Adding premium seating and a club level increased revenue through both ticket sales and increased donations. Connecting the north and south stands through a bowl provided symmetry to Death Valley and allowed for complete lower level circulation.
The WEZ was the most impactful athletic project since the upper decks were added in the late 70s and early 80s, and it is not even close. That said, I think the WEZ and its three phases over the last decade will prove to be a waste -- just as we now see the early 2000s renovation of Littlejohn a waste while we await its excavation and rebuilding.
Clemson built the oculus because the WEZ is an ugly building. The oculus is an upgrade to the facade because ANYTHING is an upgrade to the facade. For the sake of recruiting, I'm all for spending money on facilities and constantly upgrading something, even on superficial and aesthetic elements such as this. But once you get over the shiny new effect, you will see the oculus resembles a grain silo -- or for the imaginative, a missile silo.
The oculus is an improvement to the exterior, but tacky from inside the stadium.

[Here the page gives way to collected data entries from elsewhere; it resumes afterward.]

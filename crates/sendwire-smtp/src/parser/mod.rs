//! SMTP response parser.

use crate::error::{Error, Result};
use crate::types::{Reply, ReplyCode};

/// One physical line of an SMTP reply.
#[derive(Debug, Clone, PartialEq, Eq)]
pub struct ReplyLine {
    /// Three-digit reply code.
    pub code: ReplyCode,
    /// Text after the separator (may be empty).
    pub text: String,
    /// True for `250-...` lines, which announce that more lines follow.
    pub is_continuation: bool,
}

/// Parses a single reply line such as `250-SIZE 1000` or `220 ready`.
///
/// # Errors
///
/// Returns an error if the line does not start with a three-digit code
/// followed by `-`, a space, or the end of the line.
pub fn parse_reply_line(line: &str) -> Result<ReplyLine> {
    let bytes = line.as_bytes();
    if bytes.len() < 3 || !bytes[..3].iter().all(u8::is_ascii_digit) {
        return Err(Error::Protocol(format!("Invalid reply line: {line}")));
    }

    let code = line[..3]
        .parse::<u16>()
        .map_err(|_| Error::Protocol(format!("Invalid reply code: {}", &line[..3])))?;

    let (is_continuation, text) = match bytes.get(3) {
        None => (false, ""),
        Some(b' ') => (false, &line[4..]),
        Some(b'-') => (true, &line[4..]),
        Some(_) => return Err(Error::Protocol(format!("Malformed reply line: {line}"))),
    };

    Ok(ReplyLine {
        code: ReplyCode::new(code),
        text: text.to_string(),
        is_continuation,
    })
}

/// Parses an SMTP reply from response lines.
///
/// SMTP replies can be single-line or multi-line:
/// - Single: `250 OK\r\n`
/// - Multi: `250-First line\r\n250-Second line\r\n250 Last line\r\n`
///
/// # Errors
///
/// Returns an error if the reply is malformed or its lines disagree on the code.
pub fn parse_reply(lines: &[String]) -> Result<Reply> {
    let Some((first, _)) = lines.split_first() else {
        return Err(Error::Protocol("Empty reply".into()));
    };

    let code = parse_reply_line(first)?.code;
    let mut message = Vec::with_capacity(lines.len());

    for line in lines {
        let parsed = parse_reply_line(line)?;
        if parsed.code != code {
            return Err(Error::Protocol(format!(
                "Reply code changed mid-reply: {code} then {}",
                parsed.code
            )));
        }
        message.push(parsed.text);
    }

    Ok(Reply::new(code, message))
}
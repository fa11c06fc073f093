//! HTTP routes.

mod send;

use std::sync::Arc;

use axum::Router;
use axum::http::header::{AUTHORIZATION, CONTENT_TYPE};
use axum::http::{HeaderName, Method};
use axum::routing::post;
use sendwire_core::{DeliveryLog, SettingsStore};
use sendwire_smtp::Connector;
use tower_http::cors::{Any, CorsLayer};
use tower_http::trace::TraceLayer;

use crate::state::AppState;

pub use send::{SendEmailBody, SendEmailResponse};

/// Creates the router.
///
/// Browsers may call the endpoint from any origin; pre-flight `OPTIONS`
/// requests are answered by the CORS layer without reaching a handler.
pub fn create_router<S, L, C>(state: Arc<AppState<S, L, C>>) -> Router
where
    S: SettingsStore + 'static,
    L: DeliveryLog + 'static,
    C: Connector + Clone + 'static,
{
    Router::new()
        .route("/send-email", post(send::send_email))
        .layer(cors())
        .layer(TraceLayer::new_for_http())
        .with_state(state)
}

fn cors() -> CorsLayer {
    CorsLayer::new()
        .allow_origin(Any)
        .allow_methods([Method::POST, Method::OPTIONS])
        .allow_headers([
            AUTHORIZATION,
            HeaderName::from_static("x-client-info"),
            HeaderName::from_static("apikey"),
            CONTENT_TYPE,
        ])
}
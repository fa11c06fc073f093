//! `POST /send-email`

use std::sync::Arc;

use axum::Json;
use axum::body::Bytes;
use axum::extract::State;
use sendwire_core::{DeliveryLog, EmailRequest, SettingsStore};
use sendwire_smtp::Connector;
use serde::{Deserialize, Serialize};
use serde_json::Value;

use crate::error::ApiError;
use crate::state::AppState;

/// Request body.
#[derive(Debug, Deserialize)]
#[serde(rename_all = "camelCase")]
pub struct SendEmailBody {
    /// The email to send.
    pub email_data: EmailRequest,
    /// Opaque correlation id; strings and numbers are both accepted.
    #[serde(default)]
    pub log_id: Option<Value>,
}

impl SendEmailBody {
    fn log_id(&self) -> Option<String> {
        match self.log_id.as_ref()? {
            Value::Null => None,
            Value::String(s) => Some(s.clone()),
            other => Some(other.to_string()),
        }
    }
}

/// Success body. Failures are rendered by [`ApiError`].
#[derive(Debug, Serialize)]
#[serde(rename_all = "camelCase")]
pub struct SendEmailResponse {
    /// Always `true`.
    pub success: bool,
    /// Human-readable outcome.
    pub message: String,
    /// Message-ID of the sent email.
    #[serde(skip_serializing_if = "Option::is_none")]
    pub message_id: Option<String>,
}

/// POST /send-email
pub async fn send_email<S, L, C>(
    State(state): State<Arc<AppState<S, L, C>>>,
    body: Bytes,
) -> Result<Json<SendEmailResponse>, ApiError>
where
    S: SettingsStore,
    L: DeliveryLog,
    C: Connector + Clone,
{
    let body: SendEmailBody =
        serde_json::from_slice(&body).map_err(|e| ApiError::InvalidBody(e.to_string()))?;
    let log_id = body.log_id();

    tracing::debug!(to = %body.email_data.to, log_id = ?log_id, "Send request");

    let result = state
        .dispatcher
        .dispatch(log_id.as_deref(), &body.email_data)
        .await?;

    if result.success {
        Ok(Json(SendEmailResponse {
            success: true,
            message: "Email sent successfully".to_string(),
            message_id: result.message_id,
        }))
    } else {
        Err(ApiError::NotSent(result.error.unwrap_or_default()))
    }
}

#[cfg(test)]
#[allow(clippy::unwrap_used)]
mod tests {
    use super::*;
    use serde_json::json;

    fn body(value: Value) -> SendEmailBody {
        serde_json::from_value(value).unwrap()
    }

    #[test]
    fn log_id_accepts_strings_and_numbers() {
        let data = json!({ "to": "b@example.com" });
        assert_eq!(
            body(json!({ "emailData": data, "logId": "abc" })).log_id(),
            Some("abc".to_string())
        );
        assert_eq!(
            body(json!({ "emailData": data, "logId": 42 })).log_id(),
            Some("42".to_string())
        );
        assert_eq!(body(json!({ "emailData": data, "logId": null })).log_id(), None);
        assert_eq!(body(json!({ "emailData": data })).log_id(), None);
    }

    #[test]
    fn response_omits_missing_message_id() {
        let response = SendEmailResponse {
            success: true,
            message: "Email sent successfully".into(),
            message_id: None,
        };
        assert_eq!(
            serde_json::to_value(response).unwrap(),
            json!({ "success": true, "message": "Email sent successfully" })
        );
    }
}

Compounding my issue with the oculus is it will not allow for any future expansion plans. I have long felt Clemson should have completed the entire lower bowl before adding a club level, with future plans allowing for an upper deck if necessary; essentially how Alabama handled its endzones. Instead, Clemson bowled half of the rows between the north and south stands instead of the entirety, then perched an awkward club box on top of it.
Adding another upper deck on the existing WEZ is impractical (both before and after the oculus) not only because of the space the club level consumes, but also because a new deck on top of the existing WEZ structure would not provide quality seats. Completing the entire lower bowl would have allowed for 7,000-10,000 new lower deck (read: desirable and therefore in-demand) seats.
But college football attendance continues to decline nationally, you say? Clemson has no need for increased capacity, you say? I offer three counterpoints:
- Clemson's enrollment has increased by nearly 3,000 since my freshman year in 2009, and will continue to increase after completing the largest construction project in University history.
- The Upstate -- particularly the Greenville area which Clemson neighbors -- continues to grow at an exceeding rate.
- Most importantly, Clemson football is trending upward; a continually improving program will attract more and more fans, especially at a school and region experiencing so much growth.
The WestZone Club itself is a spectacularly luxurious and practical space. But the two features which made the WEZ such a necessary project -- competitive amenities for the program and additional club seating for top donors -- will soon be obsolete, or at least diminished in value. The football program will move out of the WEZ upon the completion of the new Operations Facility. The aforementioned renovations to the north and south clubs mean the WestZone Club is no longer the only luxury option for top donors.
In order to expand Death Valley, Clemson would not only have to knock down the WEZ club level, we would have to peel off the new oculus too. All of which will only allow for new upper deck (read: undesirable and therefore not in-demand) seating above the WestZone Club -- unless the program truly goes "All In" and starts over by completing the lower level bowl in its entirity. The oculus could then be reincorporated into the new structure.
In defense of the AD, there was no need to expand Death Valley in 2005, and there is still no need for increased capacity today. But in an industry as lucrative and facilities-driven as college football, an AD with the resources Clemson possesses must always plan for its future growth. Clemson's previous administration did not, which is why we have seen new features (the tiny awkward corner video boards and now the oculus) clumsily tacked on in recent years. This echoes the Littlejohn renovations at the turn of the millennium, and I will not be surprised if Clemson starts over on the WEZ in the next decade.